The South African Competition Commission (“SACC”) had recently alleged that Power Construction (West Cape) Pty Ltd (“West Cape”) and Haw and Inglis (Pty) Ltd (“H&I”) colluded in respect of a tender submitted to South African National Roads Agency (SANRAL). The tender was in respect of maintenance services. The SACC alleges both parties had contravened section 4(1)(b)(ii) and (iii) of the South African Competition Act (the “Act”).  The parent company of West Cape, Power Construction (Pty) Ltd (“Power Construction”) was cited as a respondent on the basis that it would be liable to pay the administrative penalty. Power Construction, had engaged in “with prejudice” settlement negotiations.

The SACC refused the proffer and informed Power Construction that after having  considered the settlement proceed that it was clear that Power Construction and West Cape (being the subsidiary of Power Construction) shared a majority of their respective directors which, according to the SACC, was sufficient to implicate Power Construction in the alleged collusive conduct. Accordingly, the SACC alleged that any Administrative Should be calculated using the higher annual turnover figures of Power Construction.

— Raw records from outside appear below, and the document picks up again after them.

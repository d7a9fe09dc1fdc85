//! Subcommand implementations.

pub mod check;
pub mod fmt;
pub mod init;
pub mod output;
pub mod resolve;

use ifrename_core::{DiagnosticSink, SourceError, StaticRules};
use std::path::Path;

/// Loads a rules file, rendering source errors with miette before failing.
fn load(path: &Path, sink: &mut dyn DiagnosticSink) -> anyhow::Result<StaticRules> {
    let mut rules = StaticRules::with_path(path);
    rules.load_and_parse(sink).map_err(render)?;
    Ok(rules)
}

fn render(err: SourceError) -> anyhow::Error {
    eprintln!("{:?}", miette::Report::new(err));
    anyhow::anyhow!("could not read static rules")
}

Power Construction disputed this, arguing that it was never alleged by the SACC that Power Construction had contravened the Act. The SACC then opted to amend its referral to include Power Construction. On application to the South African Competition Tribunal (“Tribunal”), the Tribunal dismissed the proposed amendment on the basis that the SACC had failed to provide any material evidence to establish a prime facia case in favour the relevant amendment, stating that the burden remains on the applicant to prove that it is deserving of the amendment by putting sufficient factual allegations before the Tribunal.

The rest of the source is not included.